[EXERCISE OBJECTIVE] Reproduce the listing exactly, so that no line differs from the original.

[INPUT RECORDS]
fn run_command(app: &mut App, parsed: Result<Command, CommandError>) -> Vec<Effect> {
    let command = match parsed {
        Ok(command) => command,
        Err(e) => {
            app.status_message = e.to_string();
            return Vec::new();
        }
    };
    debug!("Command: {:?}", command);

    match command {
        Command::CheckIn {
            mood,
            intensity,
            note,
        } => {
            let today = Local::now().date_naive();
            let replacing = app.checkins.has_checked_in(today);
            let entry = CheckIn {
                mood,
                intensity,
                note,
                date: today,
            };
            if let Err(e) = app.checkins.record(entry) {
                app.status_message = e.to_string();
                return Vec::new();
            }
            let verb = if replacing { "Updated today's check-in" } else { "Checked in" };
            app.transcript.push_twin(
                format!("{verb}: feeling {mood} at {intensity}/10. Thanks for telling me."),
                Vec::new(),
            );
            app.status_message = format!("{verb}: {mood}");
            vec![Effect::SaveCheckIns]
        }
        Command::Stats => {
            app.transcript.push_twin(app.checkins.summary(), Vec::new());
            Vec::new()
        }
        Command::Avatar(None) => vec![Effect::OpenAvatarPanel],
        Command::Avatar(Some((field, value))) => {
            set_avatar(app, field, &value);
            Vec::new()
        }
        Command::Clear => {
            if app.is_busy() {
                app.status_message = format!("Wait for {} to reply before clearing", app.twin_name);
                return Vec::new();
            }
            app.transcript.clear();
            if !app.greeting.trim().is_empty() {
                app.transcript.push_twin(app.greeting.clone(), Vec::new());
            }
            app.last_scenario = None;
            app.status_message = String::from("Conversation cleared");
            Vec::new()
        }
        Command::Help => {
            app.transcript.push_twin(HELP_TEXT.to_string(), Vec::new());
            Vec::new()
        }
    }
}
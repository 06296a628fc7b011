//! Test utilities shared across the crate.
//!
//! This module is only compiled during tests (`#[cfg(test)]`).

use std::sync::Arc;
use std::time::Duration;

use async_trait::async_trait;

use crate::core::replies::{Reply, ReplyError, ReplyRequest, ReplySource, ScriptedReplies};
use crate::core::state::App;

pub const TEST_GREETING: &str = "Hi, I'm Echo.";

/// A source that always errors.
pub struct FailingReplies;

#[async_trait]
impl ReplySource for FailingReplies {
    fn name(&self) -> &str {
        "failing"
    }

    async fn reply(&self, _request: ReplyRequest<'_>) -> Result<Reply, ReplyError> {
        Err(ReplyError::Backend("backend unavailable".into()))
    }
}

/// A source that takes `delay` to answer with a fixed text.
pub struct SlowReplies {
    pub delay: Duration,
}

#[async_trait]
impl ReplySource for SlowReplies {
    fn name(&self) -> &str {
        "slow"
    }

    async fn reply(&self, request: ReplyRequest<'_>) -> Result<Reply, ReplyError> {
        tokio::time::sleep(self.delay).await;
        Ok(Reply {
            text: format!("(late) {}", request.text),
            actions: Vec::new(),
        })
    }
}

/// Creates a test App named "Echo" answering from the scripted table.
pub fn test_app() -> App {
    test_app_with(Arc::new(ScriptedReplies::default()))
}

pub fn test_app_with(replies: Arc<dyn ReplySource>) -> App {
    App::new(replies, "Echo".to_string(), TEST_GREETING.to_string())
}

[EXERCISE RESPONSE]
fn run_command(app: &mut App, parsed: Result<Command, CommandError>) -> Vec<Effect> {
    let command = match parsed {
        Ok(command) => command,
        Err(e) => {
            app.status_message = e.to_string();
            return Vec::new();
        }
    };
    debug!("Command: {:?}", command);

    match command {
        Command::CheckIn {
            mood,
            intensity,
            note,
        } => {
            let today = Local::now().date_naive();
            let replacing = app.checkins.has_checked_in(today);
            let entry = CheckIn {
                mood,
                intensity,
                note,
                date: today,
            };
            if let Err(e) = app.checkins.record(entry) {
                app.status_message = e.to_string();
                return Vec::new();
            }
            let verb = if replacing { "Updated today's check-in" } else { "Checked in" };
            app.transcript.push_twin(
                format!("{verb}: feeling {mood} at {intensity}/10. Thanks for telling me."),
                Vec::new(),
            );
            app.status_message = format!("{verb}: {mood}");
            vec![Effect::SaveCheckIns]
        }
        Command::Stats => {
            app.transcript.push_twin(app.checkins.summary(), Vec::new());
            Vec::new()
        }
        Command::Avatar(None) => vec![Effect::OpenAvatarPanel],
        Command::Avatar(Some((field, value))) => {
            set_avatar(app, field, &value);
            Vec::new()
        }
        Command::Clear => {
            if app.is_busy() {
                app.status_message = format!("Wait for {} to reply before clearing", app.twin_name);
                return Vec::new();
            }
            app.transcript.clear();
            if !app.greeting.trim().is_empty() {
                app.transcript.push_twin(app.greeting.clone(), Vec::new());
            }
            app.last_scenario = None;
            app.status_message = String::from("Conversation cleared");
            Vec::new()
        }
        Command::Help => {
            app.transcript.push_twin(HELP_TEXT.to_string(), Vec::new());
            Vec::new()
        }
    }
}
repository 06296a628fc7b011
//! Test utilities shared across the crate.
//!
//! This module is only compiled during tests (`#[cfg(test)]`).

use std::sync::Arc;
use std::time::Duration;

use async_trait::async_trait;

use crate::core::replies::{Reply, ReplyError, ReplyRequest, ReplySource, ScriptedReplies};
use crate::core::state::App;

pub const TEST_GREETING: &str = "Hi, I'm Echo.";

/// A source that always errors.
pub struct FailingReplies;

#[async_trait]
impl ReplySource for FailingReplies {
    fn name(&self) -> &str {
        "failing"
    }

    async fn reply(&self, _request: ReplyRequest<'_>) -> Result<Reply, ReplyError> {
        Err(ReplyError::Backend("backend unavailable".into()))
    }
}

/// A source that takes `delay` to answer with a fixed text.
pub struct SlowReplies {
    pub delay: Duration,
}

#[async_trait]
impl ReplySource for SlowReplies {
    fn name(&self) -> &str {
        "slow"
    }

    async fn reply(&self, request: ReplyRequest<'_>) -> Result<Reply, ReplyError> {
        tokio::time::sleep(self.delay).await;
        Ok(Reply {
            text: format!("(late) {}", request.text),
            actions: Vec::new(),
        })
    }
}

/// Creates a test App named "Echo" answering from the scripted table.
pub fn test_app() -> App {
    test_app_with(Arc::new(ScriptedReplies::default()))
}

pub fn test_app_with(replies: Arc<dyn ReplySource>) -> App {
    App::new(replies, "Echo".to_string(), TEST_GREETING.to_string())
}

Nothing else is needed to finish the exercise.